*** Data excerpts Section Begins ***
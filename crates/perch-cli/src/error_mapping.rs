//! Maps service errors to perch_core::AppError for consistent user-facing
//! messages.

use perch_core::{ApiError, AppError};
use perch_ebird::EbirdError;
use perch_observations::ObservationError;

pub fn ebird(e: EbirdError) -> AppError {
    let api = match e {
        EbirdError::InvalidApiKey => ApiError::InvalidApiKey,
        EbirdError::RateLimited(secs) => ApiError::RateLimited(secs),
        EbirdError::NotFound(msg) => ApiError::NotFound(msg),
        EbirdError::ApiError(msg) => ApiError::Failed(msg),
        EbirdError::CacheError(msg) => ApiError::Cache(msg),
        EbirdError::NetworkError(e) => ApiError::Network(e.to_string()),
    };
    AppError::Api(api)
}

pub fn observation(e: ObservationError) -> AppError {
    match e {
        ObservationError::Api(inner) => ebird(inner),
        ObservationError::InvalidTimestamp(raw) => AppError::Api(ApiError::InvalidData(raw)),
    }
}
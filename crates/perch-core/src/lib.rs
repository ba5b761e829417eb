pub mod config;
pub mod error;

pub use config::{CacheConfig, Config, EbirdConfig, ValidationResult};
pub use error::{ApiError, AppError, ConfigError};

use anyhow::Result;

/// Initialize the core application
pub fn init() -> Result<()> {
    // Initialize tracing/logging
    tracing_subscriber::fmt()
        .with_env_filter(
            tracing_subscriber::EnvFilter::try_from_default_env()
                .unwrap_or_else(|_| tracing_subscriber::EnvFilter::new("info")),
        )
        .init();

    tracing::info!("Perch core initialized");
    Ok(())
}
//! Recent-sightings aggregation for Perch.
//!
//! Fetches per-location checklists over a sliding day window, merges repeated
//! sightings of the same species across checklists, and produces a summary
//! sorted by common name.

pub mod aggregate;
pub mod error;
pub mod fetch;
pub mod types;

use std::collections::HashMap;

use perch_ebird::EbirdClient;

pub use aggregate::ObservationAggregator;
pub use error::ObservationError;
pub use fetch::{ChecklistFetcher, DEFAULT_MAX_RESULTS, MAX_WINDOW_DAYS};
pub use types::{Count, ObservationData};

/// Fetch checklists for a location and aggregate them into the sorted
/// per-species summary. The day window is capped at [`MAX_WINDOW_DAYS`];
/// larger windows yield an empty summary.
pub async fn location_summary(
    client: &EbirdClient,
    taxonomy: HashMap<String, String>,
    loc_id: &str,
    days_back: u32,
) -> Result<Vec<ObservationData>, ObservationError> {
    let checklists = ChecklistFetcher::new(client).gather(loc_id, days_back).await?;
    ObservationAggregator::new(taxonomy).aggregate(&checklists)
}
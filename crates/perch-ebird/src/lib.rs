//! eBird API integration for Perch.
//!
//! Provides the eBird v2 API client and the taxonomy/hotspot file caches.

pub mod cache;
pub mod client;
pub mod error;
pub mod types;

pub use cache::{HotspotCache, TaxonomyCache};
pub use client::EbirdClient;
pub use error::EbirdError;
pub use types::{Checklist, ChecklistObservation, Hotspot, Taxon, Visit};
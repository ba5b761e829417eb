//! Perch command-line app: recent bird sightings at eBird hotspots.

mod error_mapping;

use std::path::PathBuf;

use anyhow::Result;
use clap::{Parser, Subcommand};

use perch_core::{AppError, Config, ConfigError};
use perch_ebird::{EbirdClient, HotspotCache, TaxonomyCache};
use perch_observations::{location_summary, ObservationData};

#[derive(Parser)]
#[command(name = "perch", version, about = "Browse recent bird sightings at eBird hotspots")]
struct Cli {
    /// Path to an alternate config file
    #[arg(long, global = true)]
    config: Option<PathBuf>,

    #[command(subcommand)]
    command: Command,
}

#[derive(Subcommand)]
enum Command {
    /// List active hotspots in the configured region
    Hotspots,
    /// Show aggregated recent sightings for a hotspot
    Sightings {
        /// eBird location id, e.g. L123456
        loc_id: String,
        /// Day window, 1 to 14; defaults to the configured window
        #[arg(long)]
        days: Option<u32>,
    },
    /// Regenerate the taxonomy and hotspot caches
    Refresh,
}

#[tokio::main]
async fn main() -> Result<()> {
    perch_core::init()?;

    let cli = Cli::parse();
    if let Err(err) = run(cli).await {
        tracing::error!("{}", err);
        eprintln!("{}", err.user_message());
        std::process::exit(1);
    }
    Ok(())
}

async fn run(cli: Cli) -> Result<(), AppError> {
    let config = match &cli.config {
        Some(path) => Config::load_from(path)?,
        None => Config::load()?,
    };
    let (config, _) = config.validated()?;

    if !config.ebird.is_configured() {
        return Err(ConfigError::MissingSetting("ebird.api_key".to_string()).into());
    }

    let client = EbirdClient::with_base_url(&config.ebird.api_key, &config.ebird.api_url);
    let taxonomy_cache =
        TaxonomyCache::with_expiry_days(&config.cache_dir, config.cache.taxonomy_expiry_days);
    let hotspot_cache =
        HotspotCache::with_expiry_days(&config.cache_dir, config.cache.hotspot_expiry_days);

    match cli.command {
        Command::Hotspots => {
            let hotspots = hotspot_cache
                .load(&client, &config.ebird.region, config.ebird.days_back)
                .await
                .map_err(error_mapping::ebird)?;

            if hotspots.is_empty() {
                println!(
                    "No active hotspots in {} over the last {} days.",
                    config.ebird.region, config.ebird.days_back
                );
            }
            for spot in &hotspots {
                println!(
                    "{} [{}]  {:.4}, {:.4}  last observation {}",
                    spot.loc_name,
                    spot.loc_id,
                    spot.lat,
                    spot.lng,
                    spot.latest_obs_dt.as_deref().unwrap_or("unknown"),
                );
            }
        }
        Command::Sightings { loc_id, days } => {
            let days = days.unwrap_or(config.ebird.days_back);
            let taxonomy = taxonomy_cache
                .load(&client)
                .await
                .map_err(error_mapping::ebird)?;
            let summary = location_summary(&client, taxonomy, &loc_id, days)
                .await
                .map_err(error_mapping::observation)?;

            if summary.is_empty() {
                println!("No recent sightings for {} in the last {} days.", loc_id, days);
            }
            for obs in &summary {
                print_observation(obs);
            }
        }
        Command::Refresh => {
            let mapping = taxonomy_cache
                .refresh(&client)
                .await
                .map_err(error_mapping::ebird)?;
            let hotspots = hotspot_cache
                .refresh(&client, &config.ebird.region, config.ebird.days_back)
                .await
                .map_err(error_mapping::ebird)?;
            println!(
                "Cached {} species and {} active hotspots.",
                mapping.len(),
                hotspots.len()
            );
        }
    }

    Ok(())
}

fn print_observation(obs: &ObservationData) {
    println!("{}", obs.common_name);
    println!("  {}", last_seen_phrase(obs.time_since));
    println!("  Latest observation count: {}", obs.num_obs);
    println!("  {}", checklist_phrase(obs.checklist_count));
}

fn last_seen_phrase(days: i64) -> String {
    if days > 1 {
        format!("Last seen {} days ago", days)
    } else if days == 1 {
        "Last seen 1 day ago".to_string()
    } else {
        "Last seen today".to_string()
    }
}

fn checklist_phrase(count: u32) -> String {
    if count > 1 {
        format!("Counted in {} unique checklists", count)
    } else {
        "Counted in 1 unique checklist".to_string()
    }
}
*** Data excerpts Section Ends ***
- [Task statement] Every line of the data should be copied exactly.

- [Exercise response]
filename crates/perch-cli/src/error_mapping.rs
//! Maps service errors to perch_core::AppError for consistent user-facing
//! messages.

use perch_core::{ApiError, AppError};
use perch_ebird::EbirdError;
use perch_observations::ObservationError;

pub fn ebird(e: EbirdError) -> AppError {
    let api = match e {
        EbirdError::InvalidApiKey => ApiError::InvalidApiKey,
        EbirdError::RateLimited(secs) => ApiError::RateLimited(secs),
        EbirdError::NotFound(msg) => ApiError::NotFound(msg),
        EbirdError::ApiError(msg) => ApiError::Failed(msg),
        EbirdError::CacheError(msg) => ApiError::Cache(msg),
        EbirdError::NetworkError(e) => ApiError::Network(e.to_string()),
    };
    AppError::Api(api)
}

pub fn observation(e: ObservationError) -> AppError {
    match e {
        ObservationError::Api(inner) => ebird(inner),
        ObservationError::InvalidTimestamp(raw) => AppError::Api(ApiError::InvalidData(raw)),
    }
}
filename crates/perch-core/src/lib.rs
repository ba5b761e829417eb
pub mod config;
pub mod error;

pub use config::{CacheConfig, Config, EbirdConfig, ValidationResult};
pub use error::{ApiError, AppError, ConfigError};

use anyhow::Result;

/// Initialize the core application
pub fn init() -> Result<()> {
    // Initialize tracing/logging
    tracing_subscriber::fmt()
        .with_env_filter(
            tracing_subscriber::EnvFilter::try_from_default_env()
                .unwrap_or_else(|_| tracing_subscriber::EnvFilter::new("info")),
        )
        .init();

    tracing::info!("Perch core initialized");
    Ok(())
}
//! Recent-sightings aggregation for Perch.
//!
//! Fetches per-location checklists over a sliding day window, merges repeated
//! sightings of the same species across checklists, and produces a summary
//! sorted by common name.

pub mod aggregate;
pub mod error;
pub mod fetch;
pub mod types;

use std::collections::HashMap;

use perch_ebird::EbirdClient;

pub use aggregate::ObservationAggregator;
pub use error::ObservationError;
pub use fetch::{ChecklistFetcher, DEFAULT_MAX_RESULTS, MAX_WINDOW_DAYS};
pub use types::{Count, ObservationData};

/// Fetch checklists for a location and aggregate them into the sorted
/// per-species summary. The day window is capped at [`MAX_WINDOW_DAYS`];
/// larger windows yield an empty summary.
pub async fn location_summary(
    client: &EbirdClient,
    taxonomy: HashMap<String, String>,
    loc_id: &str,
    days_back: u32,
) -> Result<Vec<ObservationData>, ObservationError> {
    let checklists = ChecklistFetcher::new(client).gather(loc_id, days_back).await?;
    ObservationAggregator::new(taxonomy).aggregate(&checklists)
}
filename crates/perch-ebird/src/lib.rs
//! eBird API integration for Perch.
//!
//! Provides the eBird v2 API client and the taxonomy/hotspot file caches.

pub mod cache;
pub mod client;
pub mod error;
pub mod types;

pub use cache::{HotspotCache, TaxonomyCache};
pub use client::EbirdClient;
pub use error::EbirdError;
pub use types::{Checklist, ChecklistObservation, Hotspot, Taxon, Visit};
repository ba5b761e829417eb
//! Perch command-line app: recent bird sightings at eBird hotspots.

mod error_mapping;

use std::path::PathBuf;

use anyhow::Result;
use clap::{Parser, Subcommand};

use perch_core::{AppError, Config, ConfigError};
use perch_ebird::{EbirdClient, HotspotCache, TaxonomyCache};
use perch_observations::{location_summary, ObservationData};

#[derive(Parser)]
#[command(name = "perch", version, about = "Browse recent bird sightings at eBird hotspots")]
struct Cli {
    /// Path to an alternate config file
    #[arg(long, global = true)]
    config: Option<PathBuf>,

    #[command(subcommand)]
    command: Command,
}

#[derive(Subcommand)]
enum Command {
    /// List active hotspots in the configured region
    Hotspots,
    /// Show aggregated recent sightings for a hotspot
    Sightings {
        /// eBird location id, e.g. L123456
        loc_id: String,
        /// Day window, 1 to 14; defaults to the configured window
        #[arg(long)]
        days: Option<u32>,
    },
    /// Regenerate the taxonomy and hotspot caches
    Refresh,
}

#[tokio::main]
async fn main() -> Result<()> {
    perch_core::init()?;

    let cli = Cli::parse();
    if let Err(err) = run(cli).await {
        tracing::error!("{}", err);
        eprintln!("{}", err.user_message());
        std::process::exit(1);
    }
    Ok(())
}

async fn run(cli: Cli) -> Result<(), AppError> {
    let config = match &cli.config {
        Some(path) => Config::load_from(path)?,
        None => Config::load()?,
    };
    let (config, _) = config.validated()?;

    if !config.ebird.is_configured() {
        return Err(ConfigError::MissingSetting("ebird.api_key".to_string()).into());
    }

    let client = EbirdClient::with_base_url(&config.ebird.api_key, &config.ebird.api_url);
    let taxonomy_cache =
        TaxonomyCache::with_expiry_days(&config.cache_dir, config.cache.taxonomy_expiry_days);
    let hotspot_cache =
        HotspotCache::with_expiry_days(&config.cache_dir, config.cache.hotspot_expiry_days);

    match cli.command {
        Command::Hotspots => {
            let hotspots = hotspot_cache
                .load(&client, &config.ebird.region, config.ebird.days_back)
                .await
                .map_err(error_mapping::ebird)?;

            if hotspots.is_empty() {
                println!(
                    "No active hotspots in {} over the last {} days.",
                    config.ebird.region, config.ebird.days_back
                );
            }
            for spot in &hotspots {
                println!(
                    "{} [{}]  {:.4}, {:.4}  last observation {}",
                    spot.loc_name,
                    spot.loc_id,
                    spot.lat,
                    spot.lng,
                    spot.latest_obs_dt.as_deref().unwrap_or("unknown"),
                );
            }
        }
        Command::Sightings { loc_id, days } => {
            let days = days.unwrap_or(config.ebird.days_back);
            let taxonomy = taxonomy_cache
                .load(&client)
                .await
                .map_err(error_mapping::ebird)?;
            let summary = location_summary(&client, taxonomy, &loc_id, days)
                .await
                .map_err(error_mapping::observation)?;

            if summary.is_empty() {
                println!("No recent sightings for {} in the last {} days.", loc_id, days);
            }
            for obs in &summary {
                print_observation(obs);
            }
        }
        Command::Refresh => {
            let mapping = taxonomy_cache
                .refresh(&client)
                .await
                .map_err(error_mapping::ebird)?;
            let hotspots = hotspot_cache
                .refresh(&client, &config.ebird.region, config.ebird.days_back)
                .await
                .map_err(error_mapping::ebird)?;
            println!(
                "Cached {} species and {} active hotspots.",
                mapping.len(),
                hotspots.len()
            );
        }
    }

    Ok(())
}

fn print_observation(obs: &ObservationData) {
    println!("{}", obs.common_name);
    println!("  {}", last_seen_phrase(obs.time_since));
    println!("  Latest observation count: {}", obs.num_obs);
    println!("  {}", checklist_phrase(obs.checklist_count));
}

fn last_seen_phrase(days: i64) -> String {
    if days > 1 {
        format!("Last seen {} days ago", days)
    } else if days == 1 {
        "Last seen 1 day ago".to_string()
    } else {
        "Last seen today".to_string()
    }
}

fn checklist_phrase(count: u32) -> String {
    if count > 1 {
        format!("Counted in {} unique checklists", count)
    } else {
        "Counted in 1 unique checklist".to_string()
    }
}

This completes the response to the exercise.